The plaintiffs attack the provisions of the Act which bar a bad faith claim on three grounds. They contend that the Act's prohibition of an action for bad faith impairs the contractual obligations between Dr. Shah and her insurer, in violation of the Contract Clause of the United States Constitution. They also contend that the Act violates due process and equal protection.

The contract clause provides: "No State shall ... pass any ... Law impairing the Obligation of Contracts." U.S. Const. art I, § 10. Although the text of the clause itself would appear to bar any state legislation affecting contracts, the courts have never applied the bar so broadly. The clause should not be understood to be "the Draconian provision that its words might seem to imply." Allied Structural Steel v. Spannaus, 438 U.S. 234, 240, 98 S.Ct. 2716, 2720, 57 L.Ed.2d 727 (1978). "Literalism in the construction of the contract clause," the Supreme Court has stated, "would make it destructive of the public interest by depriving the State of its prerogative of self-protection." W.B. Worthen Co. v. Thomas, 292 U.S. 426, 433, 54 S.Ct. 816, 818, 78 L.Ed. 1344 (1934). See also National R.R. Passenger Corp. v. Atchison, T. & S.F. Ry. Co., 470 U.S. 451, 472, 105 S.Ct. 1441, 1455, 84 L.Ed.2d 432 (1985).

Instead, the courts have focused upon the magnitude of the alleged infringement. The inquiry into the validity of state legislation under the contract clause "has three components: whether there is a contractual relationship, whether a change in law impairs that contractual relationship, and whether the impairment is substantial." General Motors Corp. v. Romein, 503 U.S. 181, 112 S.Ct. 1105, 117 L.Ed.2d 328 (1992).
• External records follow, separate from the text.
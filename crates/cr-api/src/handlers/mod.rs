pub mod analysis;
pub mod careers;
pub mod health;
pub mod models;
pub mod profile;
pub mod questions;
pub mod recommendations;

use tokio::task::JoinError;

use crate::error::ApiError;

pub(crate) fn join_error(err: JoinError) -> ApiError {
    ApiError::Internal(format!("background task failed: {err}"))
}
The importance of the contract clause as a vehicle for striking down state laws reached its high water mark in the nineteenth century. In this century the importance of the clause has ebbed significantly. Nonetheless, the Supreme Court has recently indicated that the clause "remains a part of our written Constitution." United States Trust Co. v. New Jersey, 431 U.S. 1, 16, 97 S.Ct. 1505, 1514, 52 L.Ed.2d 92 (1977). In Allied Structural Steel, 438 U.S. at 241, 242, 98 S.Ct. at 2721, the Court stated that the contract clause is "not a dead letter," and "must be understood to impose some limits upon the power of a State to abridge existing contractual relationships."

The underlying purpose of the contract clause is to protect the expectations of persons who enter into contracts from the danger of subsequent legislation.

Contracts enable individuals to order their personal and business affairs according to their particular needs and interests. Once arranged, those rights and obligations are binding under the law, and the parties are entitled to rely on them.

Allied Structural, 438 U.S. at 245, 98 S.Ct. at 2723.

It is for this reason that the plaintiffs' contract clause attack on K.S.A. 40-3403 and 40-3412 must fail. Even assuming the existence of a contract relationship which was significantly impaired by these statutes, it is apparent here that the statutes did not affect any pre-existing contract. The challenged provisions of the Health Care Provider Insurance Availability Act were adopted in 1976, long before the effective date of any contractual relationship between Dr. Shah and her insurer. Accordingly, the application of the provisions of the Act cannot do damage to any reasonable reliance expectations of the parties to the contract.